Dr. Duesbery is working on a project to study cancer susceptibility in dogs. Because many of the diseases that affect man's best friend also affect us, understanding canine cancer could have a profound affect on human cancer research. Compared with other animal models, the dog may also prove invaluable in the development of cancer drugs, because dogs develop cancers that share many characteristics with human malignancies.
Armed with boxes of Oragene•ANIMAL kits at a booth in the exhibit hall, Dr. Duesbery, the principal investigator of the study, and his research team set to work. They visited owners at grooming tables, in their booth, and even on the show floor.

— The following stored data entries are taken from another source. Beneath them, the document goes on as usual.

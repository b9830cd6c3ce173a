use serde::Serialize;

/// Whether a navigation is waiting for a reindex to finish.
#[derive(Debug, Clone, Copy, PartialEq, Eq, Serialize)]
#[serde(rename_all = "snake_case")]
pub enum NavigationFlag {
    Idle,
    Requested,
}

/// What to query once the pending reindex completes.
#[derive(Debug, Clone, Default, PartialEq, Eq)]
pub struct NavigationPayload {
    pub file: String,
    /// Zero-based
    pub row: u32,
    /// Zero-based
    pub col: u32,
    /// Buffer contents submitted with the reindex
    pub text: Vec<u8>,
}

/// Transaction flag for the "reindex first, navigate afterwards" handshake.
///
/// At most one navigation can be outstanding; a second `request` while one
/// is pending is ignored. The payload outlives the transaction so the next
/// navigation can tell whether the buffer changed since it was last sent.
#[derive(Debug, Clone)]
pub struct NavigationState {
    flag: NavigationFlag,
    switches: Vec<String>,
    payload: Option<NavigationPayload>,
}

impl Default for NavigationState {
    fn default() -> Self {
        Self::new()
    }
}

impl NavigationState {
    pub fn new() -> Self {
        Self {
            flag: NavigationFlag::Idle,
            switches: Vec::new(),
            payload: None,
        }
    }

    /// Idle → Requested. Returns `false` (changing nothing) if a navigation
    /// is already outstanding.
    pub fn request(&mut self, switches: Vec<String>, payload: NavigationPayload) -> bool {
        if self.flag == NavigationFlag::Requested {
            tracing::debug!("Navigation already requested, ignoring");
            return false;
        }
        tracing::debug!(file = %payload.file, ?switches, "Navigation requested");
        self.flag = NavigationFlag::Requested;
        self.switches = switches;
        self.payload = Some(payload);
        true
    }

    /// Back to Idle, whatever the current state.
    pub fn complete(&mut self) {
        self.flag = NavigationFlag::Idle;
        self.switches.clear();
    }

    pub fn is_done(&self) -> bool {
        self.flag == NavigationFlag::Idle
    }

    pub fn flag(&self) -> NavigationFlag {
        self.flag
    }

    pub fn switches(&self) -> &[String] {
        &self.switches
    }

    pub fn payload(&self) -> Option<&NavigationPayload> {
        self.payload.as_ref()
    }

    /// Text of the most recent navigation-triggered reindex.
    pub fn last_text(&self) -> Option<&[u8]> {
        self.payload.as_ref().map(|p| p.text.as_slice())
    }
}

#[cfg(test)]
mod tests {
    use super::*;

    fn payload(text: &str) -> NavigationPayload {
        NavigationPayload {
            file: "/src/a.cpp".to_string(),
            row: 3,
            col: 7,
            text: text.as_bytes().to_vec(),
        }
    }

    #[test]
    fn request_then_complete() {
        let mut state = NavigationState::new();
        assert!(state.is_done());
        assert!(state.request(vec!["-f".to_string()], payload("a")));
        assert!(!state.is_done());
        assert_eq!(state.switches(), ["-f".to_string()]);

        state.complete();
        assert!(state.is_done());
        assert!(state.switches().is_empty());
        assert_eq!(state.last_text(), Some(&b"a"[..]));
    }

    #[test]
    fn second_request_is_ignored() {
        let mut state = NavigationState::new();
        assert!(state.request(vec!["-f".to_string()], payload("first")));
        assert!(!state.request(vec!["-r".to_string()], payload("second")));
        assert_eq!(state.switches(), ["-f".to_string()]);
        assert_eq!(state.last_text(), Some(&b"first"[..]));
    }

    #[test]
    fn complete_when_idle_is_harmless() {
        let mut state = NavigationState::new();
        state.complete();
        assert_eq!(state.flag(), NavigationFlag::Idle);
    }
}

Keep in mind that these are show dogs and like humans, they get the jitters before big events. Despite pre-event nerves, owners were very receptive to collecting DNA from their dogs.
The result - 750 samples were collected. This is the largest number of canine saliva/DNA samples any canine research group has ever collected at an event.
So what's next? Well, Dr. Duesbery and his team hope to collect 10,000 canine samples in the next 3 years. He will do this by sending kits directly to the home of dog owners and with more event based collections like this one.
Dr. Duesbery commented: "The Oragene•ANIMAL kits provide a kinder and gentler sampling protocol for dogs. Pet owners can easily collect the DNA themselves at home or at dog shows. We were able to collect samples throughout the American Kennel Club/Eukanuba national event without creating any unnecessary anxiety for the animals. This is critical for successful canine DNA collection."